Europe’s sectarian wars lasted forever

By James A. Haught | 14 April 2022
Freethought Now

At the 1572 Massacre of St. Bartholomew, ultra-Catholics massacred several thousand Huguenot Protestants. (Image: Wikimedia Commons / Public Domain)

Rampant corruption and greed in the medieval Catholic Church triggered the Reformation, which spawned a never-ending bloodbath of Catholic-Protestant wars in Europe.

A preliminary rebellion erupted in the 1400s when Czech priest John Hus protested the sale of indulgences (paid forgiveness for sins) and denounced Vatican immorality. He drew followers, some of whom were executed. Hus was excommunicated and exiled, but he persisted. An emperor gave him safe passage to present his grievances at the 1415 Council of Constance — where he was seized and executed.
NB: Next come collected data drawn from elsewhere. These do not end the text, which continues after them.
//! Per-category snapshot diffing
//!
//! A handler receives every fetch result for its category, compares it with
//! the stored snapshot, emits change events and stores the new snapshot.
//!
//! Shared rules for the default handlers:
//! - a non-`ok` result means "no change": nothing is stored or emitted
//! - the first successful fetch of a tag only seeds the snapshot
//! - a tag removed while its fetch was in flight is ignored

use std::collections::BTreeSet;
use std::sync::Arc;

use coc_api::FetchResult;
use serde_json::Value;
use tracing::trace;

use crate::events::{Emitter, Event};
use crate::watch_set::WatchSet;

/// Turns a fresh fetch result into events and an updated snapshot.
pub trait UpdateHandler: Send + Sync {
    fn handle(&self, emitter: &Emitter, watch_set: &WatchSet, tag: &str, fresh: FetchResult);
}

/// Handler set used by the three sweep loops.
#[derive(Clone)]
pub struct Handlers {
    pub clan: Arc<dyn UpdateHandler>,
    pub player: Arc<dyn UpdateHandler>,
    pub war: Arc<dyn UpdateHandler>,
}

impl Default for Handlers {
    fn default() -> Self {
        Self {
            clan: Arc::new(ClanHandler),
            player: Arc::new(PlayerHandler),
            war: Arc::new(WarHandler),
        }
    }
}

/// Store the body of an ok result, returning the previous snapshot only when
/// there is something to diff against.
fn swap_snapshot(watch_set: &WatchSet, tag: &str, fresh: &FetchResult) -> Option<Value> {
    if !fresh.ok {
        trace!(tag, status = fresh.status, "non-ok result, treating as no change");
        return None;
    }
    let previous = watch_set.replace_snapshot(tag, fresh.body.clone())?;
    (previous != fresh.body).then_some(previous)
}

fn member_tags(clan: &Value) -> BTreeSet<String> {
    clan["memberList"]
        .as_array()
        .map(|members| {
            members
                .iter()
                .filter_map(|m| m["tag"].as_str().map(str::to_owned))
                .collect()
        })
        .unwrap_or_default()
}

/// Emits member joins/leaves, then `ClanUpdated`.
#[derive(Debug, Default)]
pub struct ClanHandler;

impl UpdateHandler for ClanHandler {
    fn handle(&self, emitter: &Emitter, watch_set: &WatchSet, tag: &str, fresh: FetchResult) {
        let Some(previous) = swap_snapshot(watch_set, tag, &fresh) else {
            return;
        };

        let before = member_tags(&previous);
        let after = member_tags(&fresh.body);
        for member in after.difference(&before) {
            emitter.emit(Event::ClanMemberJoined {
                clan_tag: tag.to_string(),
                member_tag: member.clone(),
            });
        }
        for member in before.difference(&after) {
            emitter.emit(Event::ClanMemberLeft {
                clan_tag: tag.to_string(),
                member_tag: member.clone(),
            });
        }

        emitter.emit(Event::ClanUpdated {
            tag: tag.to_string(),
            previous,
            current: fresh.body,
        });
    }
}

#[derive(Debug, Default)]
pub struct PlayerHandler;

impl UpdateHandler for PlayerHandler {
    fn handle(&self, emitter: &Emitter, watch_set: &WatchSet, tag: &str, fresh: FetchResult) {
        if let Some(previous) = swap_snapshot(watch_set, tag, &fresh) {
            emitter.emit(Event::PlayerUpdated {
                tag: tag.to_string(),
                previous,
                current: fresh.body,
            });
        }
    }
}

/// Keyed by the clan tag whose current war is polled.
#[derive(Debug, Default)]
pub struct WarHandler;

impl UpdateHandler for WarHandler {
    fn handle(&self, emitter: &Emitter, watch_set: &WatchSet, tag: &str, fresh: FetchResult) {
        let Some(previous) = swap_snapshot(watch_set, tag, &fresh) else {
            return;
        };

        let previous_state = previous["state"].as_str().unwrap_or_default();
        let state = fresh.body["state"].as_str().unwrap_or_default();
        if previous_state != state {
            emitter.emit(Event::WarStateChanged {
                clan_tag: tag.to_string(),
                previous_state: previous_state.to_string(),
                state: state.to_string(),
            });
        }

        emitter.emit(Event::WarUpdated {
            clan_tag: tag.to_string(),
            previous,
            current: fresh.body,
        });
    }
}
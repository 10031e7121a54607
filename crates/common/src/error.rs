//! Configuration-time error types

use thiserror::Error;

/// Errors raised while loading and validating configuration
#[derive(Error, Debug)]
pub enum Error {
    #[error("Configuration error: {0}")]
    Config(String),

    #[error("I/O error: {0}")]
    Io(#[from] std::io::Error),

    #[error("TOML parse error: {0}")]
    Toml(#[from] toml::de::Error),
}

/// Result alias using common Error
pub type Result<T> = std::result::Result<T, Error>;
This caused the Hussite Wars, with papal armies repeatedly engaging Hus followers until they were crushed.

Martin Luther’s historic revolt began in 1517 when he nailed his 95 protests to a church door — unleashing a century of holy slaughter. The first outbreak was the Peasants’ War in which hymn-singing amateur soldiers were decimated by trained legions.

In Switzerland, Protestant Ulrich Zwingli led a revolt against Catholic cantons. Zwingli was killed, but his side triumphed in the end, since Switzerland turned Protestant.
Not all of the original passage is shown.